→ Exercise instructions:
After repeating the line containing "client upload token", stop; until then, repeat each line of the listing below exactly, starting with the first.

-.-.-

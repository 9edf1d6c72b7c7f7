use rand::Rng;
use std::time::Duration;

/// Expected database schema version
/// All databases must use this version for compatibility
pub const EXPECTED_DB_VERSION: &str = "1";

/// Title recorded when an upload's client payload is missing or unreadable
pub const DEFAULT_VIDEO_TITLE: &str = "Untitled Video";

/// Video MIME types accepted for direct-to-storage uploads
pub const DEFAULT_ALLOWED_CONTENT_TYPES: [&str; 6] = [
    "video/mp4",
    "video/webm",
    "video/ogg",
    "video/quicktime",
    "video/x-msvideo",
    "video/x-matroska",
];

/// Largest file the upload form accepts (500 MiB)
pub const MAX_UPLOAD_BYTES: u64 = 500 * 1024 * 1024;

/// Default lifetime of a client upload token
pub const DEFAULT_TOKEN_TTL_SECS: u64 = 3600;

/// Longest configurable token lifetime (7 days)
pub const MAX_TOKEN_TTL_SECS: u64 = 7 * 24 * 3600;

/// Header carrying the storage provider's signature on completion callbacks
pub const BLOB_SIGNATURE_HEADER: &str = "x-blob-signature";

/// Environment variable holding the storage read-write secret
pub const BLOB_TOKEN_ENV: &str = "BLOB_READ_WRITE_TOKEN";

/// Half-width of the window around a quiz timestamp, in seconds. Also the
/// minimum position change between two trigger checks.
pub const QUIZ_TRIGGER_WINDOW: f64 = 0.5;

/// Number of metadata lookups after a finished transfer
pub const CONFIRM_ATTEMPTS: u32 = 3;

/// Fixed pause between metadata lookups
pub const CONFIRM_BACKOFF: Duration = Duration::from_secs(1);

/// Generate a random alphanumeric suffix for uploaded blob pathnames
pub fn generate_random_suffix() -> String {
    rand::thread_rng()
        .sample_iter(&rand::distributions::Alphanumeric)
        .take(12)
        .map(char::from)
        .collect::<String>()
}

-.-.-

→ Completed task:
repository 9edf1d6c72b7c7f7
use rand::Rng;
use std::time::Duration;

/// Expected database schema version
/// All databases must use this version for compatibility
pub const EXPECTED_DB_VERSION: &str = "1";

/// Title recorded when an upload's client payload is missing or unreadable
pub const DEFAULT_VIDEO_TITLE: &str = "Untitled Video";

/// Video MIME types accepted for direct-to-storage uploads
pub const DEFAULT_ALLOWED_CONTENT_TYPES: [&str; 6] = [
    "video/mp4",
    "video/webm",
    "video/ogg",
    "video/quicktime",
    "video/x-msvideo",
    "video/x-matroska",
];

/// Largest file the upload form accepts (500 MiB)
pub const MAX_UPLOAD_BYTES: u64 = 500 * 1024 * 1024;

/// Default lifetime of a client upload token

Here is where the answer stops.